I walked into the communal lounge, breathing in antiseptic and stale cooking. “Good morning, Lillian. You’re looking well today.”

The old woman, hunched like a comma, gazed round in bewilderment. “Where’re Patsy and John? I need to get them ready for school.”

I took her elbow and steered her to a comfortable chair. “Patsy and John are away, Lillian. You’ll see them next week when they get back.”

I turned my attention to George, a teenager with cerebral palsy. “Howzit, Buddy.” I grasped his twisted hand and stroked it gently. His mind was perfect, trapped in a body over which he had no control. “Would you like to watch a video?” He blinked his eyes, his lips contorting in a grotesque grin as I steered his wheelchair to the TV lounge. “Superman, Shrek or Old Yella?”

I knew what the answer would be. George lived for the visits from Suzanne and her Labradors. They were wonderful animals; so gentle and blessed with an innate ability to read the residents. Sometimes they would rest their chins on a knee or sit patiently while children pulled their satiny ears. My favourite was a puppy who seemed extra sensitive to special needs. Milton was six months old now, a wiggling exuberance that lavished love on everyone at Pleasant Hill. I thought of him as I popped Old Yella into the VCR; of his thick golden fur and deep honey eyes and paws that were too big for his body.

As I turned to go, I noticed a little figure curled up in the corner. “Come sit by George, Joel.” No response. “He’s going to watch Old Yella.” No response. I reached out my hand to take his. No response. Joel had come to us four months earlier from a background of physical and emotional abuse. In four months, he hadn’t spoken a single word or responded to any therapy.

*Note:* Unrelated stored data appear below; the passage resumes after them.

//! Support ticket lifecycle core.
//!
//! Clients raise tickets, a compliance gate approves them into one or more
//! departments, team leads resolve their assignments, and compliance closes
//! the ticket once every assignment is resolved. A closed ticket can be
//! reopened as a new generation sharing its reference id.

pub mod app;
pub mod audit;
pub mod config;
pub mod domain;
pub mod engine;
pub mod store;
pub mod ticketflow_paths;
//! File-backed audit sink.
//!
//! Stores entries as JSONL (one JSON object per line). Appends take an
//! exclusive file lock and are synced before returning; reads take a shared
//! lock. A missing file reads as an empty log.

use async_trait::async_trait;
use fs2::FileExt;
use std::fs::{File, OpenOptions};
use std::io::{BufRead, BufReader, ErrorKind, Write};
use std::path::{Path, PathBuf};

use super::{AuditError, AuditLogEntry, AuditSink};
use crate::domain::types::{ReferenceId, TicketId};

#[derive(Debug, Clone)]
pub struct JsonlAuditSink {
    /// Path to the JSONL audit log.
    pub log_path: PathBuf,
}

impl JsonlAuditSink {
    pub fn new(log_path: PathBuf) -> Self {
        Self { log_path }
    }

    /// Reads every entry, oldest first.
    pub fn read_all(&self) -> Result<Vec<AuditLogEntry>, AuditError> {
        read_entries(&self.log_path)
    }

    fn newest_first<F>(&self, keep: F) -> Result<Vec<AuditLogEntry>, AuditError>
    where
        F: Fn(&AuditLogEntry) -> bool,
    {
        let mut entries: Vec<AuditLogEntry> = self.read_all()?.into_iter().filter(keep).collect();
        entries.reverse();
        Ok(entries)
    }
}

#[async_trait]
impl AuditSink for JsonlAuditSink {
    async fn append(&self, entry: AuditLogEntry) -> Result<(), AuditError> {
        if let Some(parent) = self.log_path.parent() {
            std::fs::create_dir_all(parent)?;
        }

        let mut file = OpenOptions::new()
            .create(true)
            .append(true)
            .open(&self.log_path)?;

        file.lock_exclusive()?;

        let line = serde_json::to_string(&entry)?;
        writeln!(file, "{}", line)?;

        // Ensure the entry is durable before the transition returns
        file.flush()?;
        file.sync_all()?;
        Ok(())
    }

    async fn by_ticket(&self, ticket_id: TicketId) -> Result<Vec<AuditLogEntry>, AuditError> {
        self.newest_first(|e| e.ticket_id == Some(ticket_id))
    }

    async fn by_reference(
        &self,
        reference_id: ReferenceId,
    ) -> Result<Vec<AuditLogEntry>, AuditError> {
        self.newest_first(|e| e.reference_id == Some(reference_id))
    }

    async fn recent(&self, limit: usize) -> Result<Vec<AuditLogEntry>, AuditError> {
        let mut entries = self.newest_first(|_| true)?;
        entries.truncate(limit);
        Ok(entries)
    }
}

fn read_entries(path: &Path) -> Result<Vec<AuditLogEntry>, AuditError> {
    let file = match File::open(path) {
        Ok(f) => f,
        Err(e) if e.kind() == ErrorKind::NotFound => return Ok(Vec::new()),
        Err(e) => return Err(AuditError::Io(e)),
    };

    file.lock_shared()?;

    let reader = BufReader::new(file);
    let mut entries = Vec::new();
    for line in reader.lines() {
        let line = line?;
        if line.trim().is_empty() {
            continue;
        }
        entries.push(serde_json::from_str(&line)?);
    }
    Ok(entries)
}

#[cfg(test)]
#[path = "tests/jsonl_tests.rs"]
mod tests;
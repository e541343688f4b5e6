//! Department catalog: which departments exist and which operate per branch.

use serde::{Deserialize, Serialize};
use std::collections::HashSet;

use crate::domain::assignment::{DepartmentRequest, NewAssignment};
use crate::domain::errors::TicketError;
use crate::domain::types::{BranchCode, DepartmentName};

/// Catalog entry for one department.
#[derive(Debug, Clone, PartialEq, Eq, Serialize, Deserialize)]
pub struct DepartmentRule {
    pub name: DepartmentName,
    /// Assignments to this department carry a branch code.
    #[serde(default)]
    pub requires_branch: bool,
}

/// Departments and branches consulted by the triage engine at approval time.
#[derive(Debug, Clone, PartialEq, Eq, Default)]
pub struct DepartmentCatalog {
    rules: Vec<DepartmentRule>,
    branches: Vec<BranchCode>,
}

impl DepartmentCatalog {
    pub fn new(rules: Vec<DepartmentRule>, branches: Vec<BranchCode>) -> Self {
        Self { rules, branches }
    }

    pub fn rules(&self) -> &[DepartmentRule] {
        &self.rules
    }

    pub fn branches(&self) -> &[BranchCode] {
        &self.branches
    }

    pub fn rule(&self, name: &DepartmentName) -> Option<&DepartmentRule> {
        self.rules.iter().find(|rule| rule.name == *name)
    }

    /// Turns the reviewer's department list into assignments to insert.
    ///
    /// Branches are kept only for branch-scoped departments and dropped for
    /// the rest. The list must be non-empty, name catalog departments only,
    /// and not repeat a department/branch pair.
    pub fn resolve(&self, requests: &[DepartmentRequest]) -> Result<Vec<NewAssignment>, TicketError> {
        if requests.is_empty() {
            return Err(TicketError::invalid_input(
                "at least one department is required",
            ));
        }

        let mut seen = HashSet::new();
        let mut assignments = Vec::with_capacity(requests.len());

        for request in requests {
            let rule = self.rule(&request.name).ok_or_else(|| {
                TicketError::invalid_input(format!("unknown department '{}'", request.name))
            })?;

            let branch = if rule.requires_branch {
                match &request.branch {
                    Some(branch) if self.branches.contains(branch) => Some(branch.clone()),
                    Some(branch) => {
                        return Err(TicketError::invalid_input(format!(
                            "unknown branch '{}' for department '{}'",
                            branch, rule.name
                        )))
                    }
                    None => {
                        return Err(TicketError::invalid_input(format!(
                            "department '{}' requires a branch",
                            rule.name
                        )))
                    }
                }
            } else {
                None
            };

            if !seen.insert((rule.name.clone(), branch.clone())) {
                return Err(TicketError::invalid_input(format!(
                    "department '{}' requested more than once",
                    rule.name
                )));
            }

            assignments.push(NewAssignment {
                department: rule.name.clone(),
                branch,
            });
        }

        Ok(assignments)
    }
}

#[cfg(test)]
#[path = "tests/catalog_tests.rs"]
mod tests;
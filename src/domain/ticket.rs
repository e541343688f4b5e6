//! Ticket entity and the shapes used to create new generations.

use serde::{Deserialize, Serialize};

use crate::domain::assignment::{AssignmentSummary, DepartmentAssignment};
use crate::domain::types::{Priority, ReferenceId, TicketId, TicketStatus, TimestampUtc, UserId};

/// One generation of a support issue.
#[derive(Debug, Clone, PartialEq, Serialize, Deserialize)]
pub struct Ticket {
    pub id: TicketId,
    pub reference_id: ReferenceId,
    pub parent_ticket_id: Option<TicketId>,
    pub client_id: UserId,
    pub title: String,
    pub description: String,
    pub priority: Priority,
    pub status: TicketStatus,
    pub reopen_count: u32,
    pub warning_flag: bool,
    pub contact_email: String,
    pub contact_phone: String,
    pub closed_at: Option<TimestampUtc>,
    pub created_at: TimestampUtc,
    pub updated_at: TimestampUtc,
}

impl Ticket {
    pub fn is_open(&self) -> bool {
        self.status.is_open()
    }

    pub fn is_owned_by(&self, client_id: &UserId) -> bool {
        self.client_id == *client_id
    }
}

/// Client-supplied ticket content.
#[derive(Debug, Clone, PartialEq, Serialize, Deserialize)]
pub struct TicketDraft {
    pub title: String,
    pub description: String,
    #[serde(default)]
    pub priority: Priority,
    pub contact_email: String,
    pub contact_phone: String,
}

/// A ticket ready to be inserted; the store assigns id and timestamps.
#[derive(Debug, Clone, PartialEq, Serialize, Deserialize)]
pub struct NewTicket {
    pub reference_id: ReferenceId,
    pub parent_ticket_id: Option<TicketId>,
    pub client_id: UserId,
    pub title: String,
    pub description: String,
    pub priority: Priority,
    pub status: TicketStatus,
    pub reopen_count: u32,
    pub warning_flag: bool,
    pub contact_email: String,
    pub contact_phone: String,
}

impl NewTicket {
    /// First generation of a fresh chain.
    pub fn original(draft: TicketDraft, client_id: UserId) -> Self {
        Self {
            reference_id: ReferenceId::new(),
            parent_ticket_id: None,
            client_id,
            title: draft.title,
            description: draft.description,
            priority: draft.priority,
            status: TicketStatus::InComplianceReview,
            reopen_count: 0,
            warning_flag: false,
            contact_email: draft.contact_email,
            contact_phone: draft.contact_phone,
        }
    }

    /// Next generation of `source`'s chain.
    ///
    /// `chain_len` is the number of tickets already sharing the reference id,
    /// which is also the new generation's reopen count.
    pub fn sister_of(source: &Ticket, chain_len: u32) -> Self {
        Self {
            reference_id: source.reference_id,
            parent_ticket_id: Some(source.id),
            client_id: source.client_id,
            title: source.title.clone(),
            description: source.description.clone(),
            priority: source.priority,
            status: TicketStatus::InComplianceReview,
            reopen_count: chain_len,
            warning_flag: chain_len > 0,
            contact_email: source.contact_email.clone(),
            contact_phone: source.contact_phone.clone(),
        }
    }
}

/// A ticket together with its department assignments.
#[derive(Debug, Clone, PartialEq, Serialize, Deserialize)]
pub struct TicketDetail {
    pub ticket: Ticket,
    pub assignments: Vec<DepartmentAssignment>,
}

/// Entry of the ready-to-close review queue.
#[derive(Debug, Clone, PartialEq, Serialize, Deserialize)]
pub struct ReadyToCloseEntry {
    pub ticket: Ticket,
    pub assignments: Vec<AssignmentSummary>,
}
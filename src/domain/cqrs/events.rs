//! Ticket events for the status state machine.
//!
//! Events represent facts that have happened to a ticket. Each one moves the
//! aggregate's status and becomes one audit log entry.

use crate::domain::assignment::NewAssignment;
use crate::domain::types::{DepartmentName, TicketStatus, TimestampUtc};
use cqrs_es::DomainEvent;
use serde::{Deserialize, Serialize};

/// Events emitted by the ticket aggregate.
#[derive(Debug, Clone, PartialEq, Serialize, Deserialize)]
#[serde(rename_all = "snake_case")]
pub enum TicketEvent {
    /// Ticket passed compliance review.
    TicketApproved {
        departments: Vec<NewAssignment>,
        reason: Option<String>,
        approved_at: TimestampUtc,
    },

    /// Department assignments were requested for the ticket.
    DepartmentsAssigned {
        departments: Vec<DepartmentName>,
        assigned_at: TimestampUtc,
    },

    /// Ticket was rejected during compliance review.
    TicketRejected {
        reason: Option<String>,
        rejected_at: TimestampUtc,
    },

    /// Status moved as a consequence of assignment activity.
    StatusChanged {
        from: TicketStatus,
        to: TicketStatus,
        changed_at: TimestampUtc,
    },

    /// Ticket was closed after final review.
    TicketClosed { closed_at: TimestampUtc },
}

impl TicketEvent {
    /// When the fact happened.
    pub fn occurred_at(&self) -> TimestampUtc {
        match self {
            Self::TicketApproved { approved_at, .. } => *approved_at,
            Self::DepartmentsAssigned { assigned_at, .. } => *assigned_at,
            Self::TicketRejected { rejected_at, .. } => *rejected_at,
            Self::StatusChanged { changed_at, .. } => *changed_at,
            Self::TicketClosed { closed_at } => *closed_at,
        }
    }
}

impl DomainEvent for TicketEvent {
    fn event_type(&self) -> String {
        match self {
            Self::TicketApproved { .. } => "TicketApproved".to_string(),
            Self::DepartmentsAssigned { .. } => "DepartmentsAssigned".to_string(),
            Self::TicketRejected { .. } => "TicketRejected".to_string(),
            Self::StatusChanged { .. } => "StatusChanged".to_string(),
            Self::TicketClosed { .. } => "TicketClosed".to_string(),
        }
    }

    fn event_version(&self) -> String {
        "1".to_string()
    }
}
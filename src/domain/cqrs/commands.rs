//! Ticket commands for the status state machine.
//!
//! Commands represent intent to change a ticket's status. The aggregate
//! validates them against the current status and produces events.

use crate::domain::assignment::NewAssignment;
use serde::{Deserialize, Serialize};

/// Commands that can be executed against the ticket aggregate.
#[derive(Debug, Clone, Serialize, Deserialize)]
#[serde(rename_all = "snake_case")]
pub enum TicketCommand {
    /// Compliance accepts the ticket and fans it out to departments.
    Approve {
        departments: Vec<NewAssignment>,
        reason: Option<String>,
    },

    /// Compliance turns the ticket down; it closes without assignments.
    Reject { reason: Option<String> },

    /// An assignment is waiting on the client.
    AwaitClient,

    /// Work resumed after waiting on the client.
    ResumeResolution,

    /// Every assignment is resolved (idempotent when already ready).
    MarkReadyToClose,

    /// Final closure by compliance.
    Close,
}
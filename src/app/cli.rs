use clap::{Parser, Subcommand};
use std::path::PathBuf;

use crate::domain::assignment::DepartmentRequest;
use crate::domain::types::{
    Actor, ActorRole, AssignmentId, AssignmentStatus, Priority, ReferenceId, TicketId, UserId,
};

#[derive(Parser, Debug)]
#[command(name = "ticketflow")]
#[command(about = "Support ticket lifecycle: compliance triage, department fan-out, reopen chains")]
#[command(version = concat!(env!("CARGO_PKG_VERSION"), " (", env!("TICKETFLOW_GIT_SHA"), ")"))]
#[command(arg_required_else_help = true)]
pub struct Cli {
    /// Id of the acting user
    #[arg(long, global = true)]
    pub actor: Option<UserId>,

    /// Role of the acting user (client, compliance, manager, team_lead)
    #[arg(long, global = true)]
    pub role: Option<ActorRole>,

    /// Department and branch configuration (defaults to the bundled one)
    #[arg(long, global = true)]
    pub config: Option<PathBuf>,

    #[command(subcommand)]
    pub command: Command,
}

impl Cli {
    /// The acting identity, required by every command that changes state.
    pub fn acting_as(&self) -> anyhow::Result<Actor> {
        match (self.actor, self.role) {
            (Some(id), Some(role)) => Ok(Actor::new(id, role)),
            _ => anyhow::bail!("this command requires --actor <uuid> and --role <role>"),
        }
    }
}

#[derive(Subcommand, Debug, Clone)]
pub enum Command {
    /// Raise a new ticket (client)
    Create {
        #[arg(long)]
        title: String,
        #[arg(long)]
        description: String,
        #[arg(long, default_value = "medium")]
        priority: Priority,
        #[arg(long)]
        email: String,
        #[arg(long)]
        phone: String,
    },

    /// Reopen a closed ticket as a new generation (client)
    Reopen { ticket_id: TicketId },

    /// Approve a ticket into departments, e.g. `-d Resume -d Marketing:AHM` (compliance)
    Approve {
        ticket_id: TicketId,
        #[arg(short, long = "department", required = true)]
        departments: Vec<DepartmentRequest>,
        #[arg(long)]
        reason: Option<String>,
    },

    /// Reject a ticket under review (compliance)
    Reject {
        ticket_id: TicketId,
        #[arg(long)]
        reason: Option<String>,
    },

    /// Close a ticket whose assignments are all resolved (compliance)
    Close { ticket_id: TicketId },

    /// Give an assignment to a team lead (manager)
    AssignLead {
        assignment_id: AssignmentId,
        #[arg(long)]
        team_lead: UserId,
    },

    /// Move an assignment to in_progress, waiting_for_client or resolved (team lead)
    UpdateAssignment {
        assignment_id: AssignmentId,
        #[arg(long)]
        status: AssignmentStatus,
        #[arg(long)]
        notes: Option<String>,
    },

    /// Tickets awaiting compliance review, oldest first
    Queue,

    /// Tickets ready for final closure, most recent first
    ReadyQueue,

    /// Every generation of a reference chain, oldest first
    History { reference_id: ReferenceId },

    /// A ticket with its department assignments
    Show { ticket_id: TicketId },

    /// A client's tickets, newest first (defaults to --actor)
    Tickets {
        #[arg(long)]
        client: Option<UserId>,
    },

    /// Assignments held by a team lead (defaults to --actor)
    Work {
        #[arg(long)]
        team_lead: Option<UserId>,
    },

    /// Audit entries, newest first
    Audit {
        #[arg(long, conflicts_with = "reference")]
        ticket: Option<TicketId>,
        #[arg(long)]
        reference: Option<ReferenceId>,
        /// Entries to show when listing recent activity
        #[arg(long)]
        limit: Option<usize>,
    },
}

impl Command {
    /// Whether the command writes to the store.
    pub fn mutates(&self) -> bool {
        matches!(
            self,
            Command::Create { .. }
                | Command::Reopen { .. }
                | Command::Approve { .. }
                | Command::Reject { .. }
                | Command::Close { .. }
                | Command::AssignLead { .. }
                | Command::UpdateAssignment { .. }
        )
    }
}

#[cfg(test)]
#[path = "tests/cli_tests.rs"]
mod tests;
//! Implementation of `sar extract`.

use std::process::ExitCode;

use sar_core::{FieldFailure, MatchReport, SearchReplace};
use sar_highlight::Highlighter;
use serde::Serialize;

use crate::cli::{
    args::ExtractCommand,
    context::CommandContext,
    input::{ItemInput, read_input},
    output::{dim, header, print_json, report_failures},
};

/// JSON output for `sar extract`.
#[derive(Serialize)]
struct JsonExtractOutput<'a> {
    /// The search string.
    search: &'a str,
    /// One report per matching field.
    reports: &'a [MatchReport],
    /// Fields that could not be searched.
    errors: &'a [FieldFailure],
}

/// Shows the matches of the search string in each field.
pub fn run(ctx: &CommandContext, cmd: &ExtractCommand) -> ExitCode {
    let input = match read_input(&cmd.input) {
        Ok(input) => input,
        Err(code) => return code,
    };

    let service = SearchReplace::new(&ctx.config);
    let (reports, failures) = find_matches(&service, &input, &cmd.search);

    if cmd.json {
        let output = JsonExtractOutput {
            search: &cmd.search,
            reports: &reports,
            errors: &failures,
        };
        let code = print_json(&output);
        return if code == ExitCode::SUCCESS {
            report_failures(&failures)
        } else {
            code
        };
    }

    if cmd.html {
        print!("{}", service.renderer().render_all(&reports, &cmd.search));
        if !reports.is_empty() {
            println!();
        }
    } else if reports.is_empty() {
        if failures.is_empty() {
            println!("{}", dim("No matches."));
        }
    } else {
        print_reports(&service, &reports, &cmd.search);
    }

    report_failures(&failures)
}

/// Collects reports and per-field failures for either input shape.
fn find_matches(
    service: &SearchReplace,
    input: &ItemInput,
    search: &str,
) -> (Vec<MatchReport>, Vec<FieldFailure>) {
    match input {
        ItemInput::Values(values) => {
            let mut reports = Vec::new();
            let mut failures = Vec::new();
            for (field, result) in service.extractor().extract_matches(values, search) {
                match result {
                    Ok(report) => reports.push(report),
                    Err(error) => failures.push(FieldFailure { field, error }),
                }
            }
            (reports, failures)
        }
        ItemInput::Item(item) => service
            .matched_fields(item, search)
            .map(|matches| (matches.reports, matches.errors))
            .unwrap_or_default(),
    }
}

/// Prints each report with highlighted snippets.
fn print_reports(service: &SearchReplace, reports: &[MatchReport], search: &str) {
    let highlighter = Highlighter::new();
    for (i, report) in reports.iter().enumerate() {
        if i > 0 {
            println!();
        }
        println!("{} {}", header(&report.field), dim(&report.summary));
        for snippet in &report.snippets {
            let emphasized = service.renderer().emphasize(snippet, search);
            println!("  {}", highlighter.highlight_html(&emphasized));
        }
    }
}
//! Implementation of `sar init`.

use std::{fs, process::ExitCode};

use sar_config::{CONFIG_FILENAME, config_template, global_config_path};
use sar_highlight::Highlighter;

use crate::cli::{args::InitCommand, context::CommandContext, output::subheader};

/// Writes a commented `.sar.toml` template.
pub fn run(ctx: &CommandContext, cmd: &InitCommand) -> ExitCode {
    let config_path = if cmd.global {
        match global_config_path() {
            Some(path) => path,
            None => {
                eprintln!("error: could not determine home directory");
                return ExitCode::FAILURE;
            }
        }
    } else {
        ctx.cwd.join(CONFIG_FILENAME)
    };

    if config_path.exists() && !cmd.force {
        eprintln!(
            "error: configuration file already exists: {}",
            config_path.display()
        );
        eprintln!("use --force to overwrite");
        return ExitCode::FAILURE;
    }

    let template = config_template();
    if let Err(e) = fs::write(&config_path, &template) {
        eprintln!("error: failed to write {}: {e}", config_path.display());
        return ExitCode::FAILURE;
    }

    println!("Created {}", config_path.display());
    println!();
    println!("{}", subheader("Configuration written:"));
    print!("{}", Highlighter::new().highlight_toml(&template));

    ExitCode::SUCCESS
}
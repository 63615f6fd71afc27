//! Terminal styling for sar output.
//!
//! Snippets are HTML and settings are TOML. Both pass through syntect with the Dracula
//! theme on their way to a terminal; headings and notes use plain ANSI codes.

#![warn(missing_docs)]

use syntect::{
    easy::HighlightLines,
    highlighting::Style,
    parsing::SyntaxSet,
    util::{LinesWithEndings, as_24_bit_terminal_escaped},
};
use two_face::{
    syntax,
    theme::{self, EmbeddedLazyThemeSet, EmbeddedThemeName},
};

/// ANSI reset, appended after every styled span.
const RESET: &str = "\x1b[0m";

/// Languages sar prints.
#[derive(Debug, Clone, Copy, PartialEq, Eq)]
pub enum Syntax {
    /// Match snippets and rendered reports.
    Html,
    /// Configuration.
    Toml,
}

impl Syntax {
    /// Extension syntect knows the grammar by.
    fn extension(self) -> &'static str {
        match self {
            Self::Html => "html",
            Self::Toml => "toml",
        }
    }
}

/// Syntax highlighter for snippets and settings.
pub struct Highlighter {
    /// Grammars bundled with two-face.
    syntaxes: SyntaxSet,
    /// Themes bundled with two-face, decoded on first use.
    themes: EmbeddedLazyThemeSet,
}

impl Default for Highlighter {
    fn default() -> Self {
        Self::new()
    }
}

impl Highlighter {
    /// Loads the bundled grammars and themes.
    pub fn new() -> Self {
        Self {
            syntaxes: syntax::extra_newlines(),
            themes: theme::extra(),
        }
    }

    /// Highlights a snippet or rendered report.
    pub fn highlight_html(&self, content: &str) -> String {
        self.highlight(content, Syntax::Html)
    }

    /// Highlights TOML settings.
    pub fn highlight_toml(&self, content: &str) -> String {
        self.highlight(content, Syntax::Toml)
    }

    /// Highlights `content` line by line. Lines the grammar rejects are left unstyled.
    pub fn highlight(&self, content: &str, syntax: Syntax) -> String {
        let grammar = self
            .syntaxes
            .find_syntax_by_extension(syntax.extension())
            .unwrap_or_else(|| self.syntaxes.find_syntax_plain_text());
        let mut lines = HighlightLines::new(grammar, self.themes.get(EmbeddedThemeName::Dracula));

        let mut output: String = LinesWithEndings::from(content)
            .map(|line| {
                let ranges = lines
                    .highlight_line(line, &self.syntaxes)
                    .unwrap_or_else(|_| vec![(Style::default(), line)]);
                as_24_bit_terminal_escaped(&ranges, false)
            })
            .collect();
        output.push_str(RESET);
        output
    }
}

/// Wraps `text` in an ANSI style.
fn paint(style: &str, text: &str) -> String {
    format!("{style}{text}{RESET}")
}

/// Field names: bold cyan.
pub fn header(text: &str) -> String {
    paint("\x1b[1;36m", text)
}

/// Section titles: bold.
pub fn subheader(text: &str) -> String {
    paint("\x1b[1m", text)
}

/// Summaries and notes.
pub fn dim(text: &str) -> String {
    paint("\x1b[2m", text)
}

/// Completion messages: green.
pub fn success(text: &str) -> String {
    paint("\x1b[32m", text)
}

/// A dimmed horizontal line `width` cells wide.
pub fn rule(width: usize) -> String {
    dim(&"─".repeat(width))
}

“It’s a psychological block.” The experts said. “We just have to be patient until something shifts in his mind.”

“Lynn, call for you.”

Suzanne was crying. “I’ve got bad news, Lynn. I took Milton to be de-sexed this morning and he reacted badly to the anaesthetic.” My heart froze, guessing what was coming next. “They couldn’t save him…he died about an hour ago.”

He was just a dog, I kept telling myself but my grief was real. He had loved whole-heartedly and the residents had loved him in return. I thought of how I had helped George run his arm across Milton’s fur. Of how Milton had licked Lillian’s knees and made her giggle. Of how he had rolled over and over and then barked for a biscuit. The pain was sharp and unrelenting and several times I blinked back tears. Concentrate Lynn. You can’t cry here. Not over a dog.

I managed until lunchtime. “Come on, Joel.” I coaxed, spooning vegetables into his mouth. “Open a little wider.” He obeyed but his eyes were blank, bottomless and lifeless. I was on the last spoonful when a staff member stopped next to us.

“I heard Milton died, Lynn. I’m so sorry - he was the most adorable dog I’ve ever met.”

The tears overflowed as she walked off. Stop it Lynn. Get a grip. I dug in my pocket for a clean tissue and soaked them up before turning back to Joel.

He was crying. Two silvery streams, washing feeling and emotion back into his eyes. Liquid pain, releasing the poison in his soul.

“Joel?”

His voice was husky, dry after months of disuse. “The doggy died.”

I pulled him onto my lap and for once there was no resistance, no stiffening or turning away. Instead he laid his head on my chest and together we wept, our tears mingling as we remembered a puppy who had revelled in life. A dog who had given his all.

“Your life wasn’t in vain,” I whispered, hoping the message would reach doggy heaven. “It wasn’t in vain, Milton.”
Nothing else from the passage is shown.